_DESCRIPTION OF THE TASK:_ What you need to produce is the complete listing, repeated exactly.

- Opening Delimiter -

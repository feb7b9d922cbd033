//! Outbound notification intents.
//!
//! The crawl core never sends email or webhooks itself; it pushes typed
//! intents onto a channel consumed by an external delivery component.

use crate::types::UserId;
use serde::{Deserialize, Serialize};
use tokio::sync::mpsc;

#[derive(Debug, Clone, Copy, PartialEq, Eq, Hash, Serialize, Deserialize)]
#[serde(rename_all = "snake_case")]
pub enum IntentKind {
    CheckupCompleted,
    DriftWarning,
    RetestReminder,
    QuotaWarning,
    RenewalReminder,
    WeeklyDigest,
    PaymentReceived,
}

#[derive(Debug, Clone, Serialize, Deserialize)]
pub struct NotificationIntent {
    pub kind: IntentKind,
    pub recipient_user_id: UserId,
    pub title: String,
    pub message: String,
    #[serde(skip_serializing_if = "Option::is_none")]
    pub link: Option<String>,
    #[serde(skip_serializing_if = "Option::is_none")]
    pub metadata: Option<serde_json::Value>,
}

impl NotificationIntent {
    pub fn new(
        kind: IntentKind,
        recipient_user_id: UserId,
        title: impl Into<String>,
        message: impl Into<String>,
    ) -> Self {
        Self {
            kind,
            recipient_user_id,
            title: title.into(),
            message: message.into(),
            link: None,
            metadata: None,
        }
    }

    pub fn with_link(mut self, link: impl Into<String>) -> Self {
        self.link = Some(link.into());
        self
    }

    pub fn with_metadata(mut self, metadata: serde_json::Value) -> Self {
        self.metadata = Some(metadata);
        self
    }
}

/// Cloneable producer half of the intent channel. Dropping every receiver
/// turns sends into no-ops rather than errors.
#[derive(Debug, Clone)]
pub struct Notifier {
    tx: mpsc::UnboundedSender<NotificationIntent>,
}

impl Notifier {
    pub fn channel() -> (Self, mpsc::UnboundedReceiver<NotificationIntent>) {
        let (tx, rx) = mpsc::unbounded_channel();
        (Self { tx }, rx)
    }

    /// A notifier whose intents go nowhere; handy in tests and one-off tools.
    pub fn disconnected() -> Self {
        let (tx, _rx) = mpsc::unbounded_channel();
        Self { tx }
    }

    pub fn emit(&self, intent: NotificationIntent) {
        // Without a receiver the intent is dropped on the floor, which is
        // exactly what detached tools want.
        let _ = self.tx.send(intent);
    }
}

- Closing Delimiter -

_FINISHED TASK:_
repository feb7b9d922cbd033
//! Outbound notification intents.
//!
//! The crawl core never sends email or webhooks itself; it pushes typed
//! intents onto a channel consumed by an external delivery component.

use crate::types::UserId;
use serde::{Deserialize, Serialize};
use tokio::sync::mpsc;

#[derive(Debug, Clone, Copy, PartialEq, Eq, Hash, Serialize, Deserialize)]
#[serde(rename_all = "snake_case")]
pub enum IntentKind {
    CheckupCompleted,
    DriftWarning,
    RetestReminder,
    QuotaWarning,
    RenewalReminder,
    WeeklyDigest,
    PaymentReceived,
}

#[derive(Debug, Clone, Serialize, Deserialize)]
pub struct NotificationIntent {
    pub kind: IntentKind,
    pub recipient_user_id: UserId,
    pub title: String,
    pub message: String,
    #[serde(skip_serializing_if = "Option::is_none")]
    pub link: Option<String>,
    #[serde(skip_serializing_if = "Option::is_none")]
    pub metadata: Option<serde_json::Value>,
}

impl NotificationIntent {
    pub fn new(
        kind: IntentKind,
        recipient_user_id: UserId,
        title: impl Into<String>,
        message: impl Into<String>,
    ) -> Self {
        Self {
            kind,
            recipient_user_id,
            title: title.into(),
            message: message.into(),
            link: None,
            metadata: None,
        }
    }

    pub fn with_link(mut self, link: impl Into<String>) -> Self {
        self.link = Some(link.into());
        self
    }

    pub fn with_metadata(mut self, metadata: serde_json::Value) -> Self {
        self.metadata = Some(metadata);
        self
    }
}

/// Cloneable producer half of the intent channel. Dropping every receiver
/// turns sends into no-ops rather than errors.
#[derive(Debug, Clone)]
pub struct Notifier {
    tx: mpsc::UnboundedSender<NotificationIntent>,
}

impl Notifier {
    pub fn channel() -> (Self, mpsc::UnboundedReceiver<NotificationIntent>) {
        let (tx, rx) = mpsc::unbounded_channel();
        (Self { tx }, rx)
    }

    /// A notifier whose intents go nowhere; handy in tests and one-off tools.
    pub fn disconnected() -> Self {
        let (tx, _rx) = mpsc::unbounded_channel();
        Self { tx }
    }

    pub fn emit(&self, intent: NotificationIntent) {
        // Without a receiver the intent is dropped on the floor, which is
        // exactly what detached tools want.
        let _ = self.tx.send(intent);
    }
}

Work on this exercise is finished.